[[ DATA, beginning ]]

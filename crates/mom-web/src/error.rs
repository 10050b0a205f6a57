//! Mapping core errors to HTTP responses.

use axum::{
    extract::rejection::JsonRejection,
    http::StatusCode,
    response::{IntoResponse, Response},
    Json,
};
use mom_core::notice::Notice;
use mom_core::MomError;
use serde::Serialize;

#[derive(Debug)]
pub enum ApiError {
    Core(MomError),
    /// The resource exists but is not ready yet.
    NotReady(String),
    /// The request body could not be read as the expected JSON.
    Rejected(JsonRejection),
}

#[derive(Serialize)]
struct ErrorBody {
    kind: &'static str,
    notice: Notice,
}

impl From<JsonRejection> for ApiError {
    fn from(rejection: JsonRejection) -> Self {
        Self::Rejected(rejection)
    }
}

impl From<MomError> for ApiError {
    fn from(err: MomError) -> Self {
        Self::Core(err)
    }
}

pub fn status_for(err: &MomError) -> StatusCode {
    match err {
        MomError::MissingCredential(_) => StatusCode::UNAUTHORIZED,
        MomError::PermissionDenied(_) => StatusCode::FORBIDDEN,
        MomError::Timeout(_) => StatusCode::GATEWAY_TIMEOUT,
        MomError::ServiceUnavailable(_) | MomError::Http(_) => StatusCode::BAD_GATEWAY,
        MomError::DeviceUnavailable(_) => StatusCode::SERVICE_UNAVAILABLE,
        MomError::UnknownScan(_) => StatusCode::NOT_FOUND,
        MomError::InvalidImage(_) | MomError::ValidationError(_) | MomError::Json(_) => {
            StatusCode::BAD_REQUEST
        }
        MomError::CaptureInProgress => StatusCode::CONFLICT,
        MomError::UserCancelled => StatusCode::GONE,
        MomError::Config(_) | MomError::Io(_) => StatusCode::INTERNAL_SERVER_ERROR,
    }
}

impl IntoResponse for ApiError {
    fn into_response(self) -> Response {
        match self {
            Self::Core(err) => {
                let status = status_for(&err);
                if status.is_server_error() {
                    tracing::warn!(error = %err, "Request failed");
                } else {
                    tracing::debug!(error = %err, "Request rejected");
                }
                // The cause stays in the server log only.
                let mut notice = Notice::from_error(&err);
                notice.cause = None;
                let body = ErrorBody {
                    kind: err.kind(),
                    notice,
                };
                (status, Json(body)).into_response()
            }
            Self::NotReady(msg) => {
                let body = ErrorBody {
                    kind: "not_ready",
                    notice: Notice::info("Analysis in progress", msg),
                };
                (StatusCode::CONFLICT, Json(body)).into_response()
            }
            Self::Rejected(rejection) => {
                let status = rejection.status();
                tracing::debug!(status = %status, error = %rejection.body_text(), "Request body rejected");
                let notice = if status == StatusCode::PAYLOAD_TOO_LARGE {
                    Notice::error(
                        "Photo too large",
                        "This photo is too large to upload. Please choose a smaller one.",
                        None,
                    )
                } else {
                    Notice::error("Invalid request", rejection.body_text(), None)
                };
                let body = ErrorBody {
                    kind: if status == StatusCode::PAYLOAD_TOO_LARGE {
                        "payload_too_large"
                    } else {
                        "invalid_request"
                    },
                    notice,
                };
                (status, Json(body)).into_response()
            }
        }
    }
}
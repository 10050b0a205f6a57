//! Providers command: search nearby healthcare providers.

use anyhow::{bail, Context, Result};
use clap::Args;
use dialoguer::Password;
use mom_core::config::MomConfig;
use mom_core::geo::Coordinate;
use mom_core::locator::location::FixedLocation;
use mom_core::locator::model::Category;
use mom_core::locator::places::GooglePlacesClient;
use mom_core::locator::{LocatorSettings, ProviderLocator, SearchOutcome};
use mom_core::notice::Notice;
use std::io::IsTerminal;
use std::sync::Arc;
use tracing::{debug, info, warn};

use crate::output;

#[derive(Args)]
pub struct ProvidersArgs {
    /// dermatologist, doctor or pharmacy
    #[arg(default_value = "dermatologist")]
    pub category: Category,

    /// Latitude of the search origin (defaults to [location] lat)
    #[arg(long, requires = "lng", allow_hyphen_values = true)]
    pub lat: Option<f64>,

    /// Longitude of the search origin (defaults to [location] lng)
    #[arg(long, requires = "lat", allow_hyphen_values = true)]
    pub lng: Option<f64>,

    /// Google Maps API key (defaults to [places] api_key)
    #[arg(long)]
    pub api_key: Option<String>,

    /// Print providers as JSON
    #[arg(long)]
    pub json: bool,
}

pub async fn execute(args: ProvidersArgs, config: &MomConfig) -> Result<()> {
    let position = match (args.lat, args.lng) {
        (Some(lat), Some(lng)) => Some(Coordinate::new(lat, lng)),
        _ => config.location.coordinate(),
    };
    debug!(category = %args.category, has_position = position.is_some(), "Provider search requested");

    let locator = ProviderLocator::new(
        Arc::new(GooglePlacesClient::new(&config.places.base_url)),
        Arc::new(FixedLocation::new(position)),
        LocatorSettings::from(config),
    );

    let credential = match args
        .api_key
        .filter(|k| !k.trim().is_empty())
        .or_else(|| config.places.credential().map(str::to_string))
    {
        Some(key) => key,
        None => prompt_credential()?,
    };
    if let Err(e) = locator.set_credential(credential) {
        output::print_notice(&Notice::from_error(&e));
        return Err(e.into());
    }

    // No position yet, so this only records the selection.
    locator.select_category(args.category).await?;

    let outcome = match locator.find_nearby().await {
        Ok(outcome) => outcome,
        Err(e) => {
            warn!(category = %args.category, error = %e, "Provider search failed");
            output::print_notice(&Notice::from_error(&e));
            return Err(e.into());
        }
    };

    let providers = match outcome {
        SearchOutcome::Applied(providers) => providers,
        SearchOutcome::Superseded | SearchOutcome::Deferred => Vec::new(),
    };
    info!(category = %args.category, count = providers.len(), "Provider search finished");

    if args.json {
        println!("{}", serde_json::to_string_pretty(&providers)?);
        return Ok(());
    }

    if let Some(origin) = locator.user_location() {
        output::print_notice(&Notice::location_found());
        output::print_providers(args.category, origin, &providers);
    }
    Ok(())
}

/// Ask for the places key when none is configured.
fn prompt_credential() -> Result<String> {
    if !std::io::stdin().is_terminal() {
        output::print_notice(&Notice::from_error(&mom_core::MomError::MissingCredential(
            "no places API key".into(),
        )));
        bail!("No Google Maps API key: pass --api-key or set MOM_PLACES_API_KEY");
    }

    debug!("No places key configured, prompting");
    println!("Enter your Google Maps API key to search for healthcare providers.");
    Password::new()
        .with_prompt("Google Maps API key")
        .interact()
        .context("Failed to read API key")
}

[[ DATA, end ]]

◆ **YOUR TASK**
The lines to write out run from the one with "none is configured." through the end of the records. Give them exactly, and only them.

◆ **WRITTEN RESPONSE**
/// Ask for the places key when none is configured.
fn prompt_credential() -> Result<String> {
    if !std::io::stdin().is_terminal() {
        output::print_notice(&Notice::from_error(&mom_core::MomError::MissingCredential(
            "no places API key".into(),
        )));
        bail!("No Google Maps API key: pass --api-key or set MOM_PLACES_API_KEY");
    }

    debug!("No places key configured, prompting");
    println!("Enter your Google Maps API key to search for healthcare providers.");
    Password::new()
        .with_prompt("Google Maps API key")
        .interact()
        .context("Failed to read API key")
}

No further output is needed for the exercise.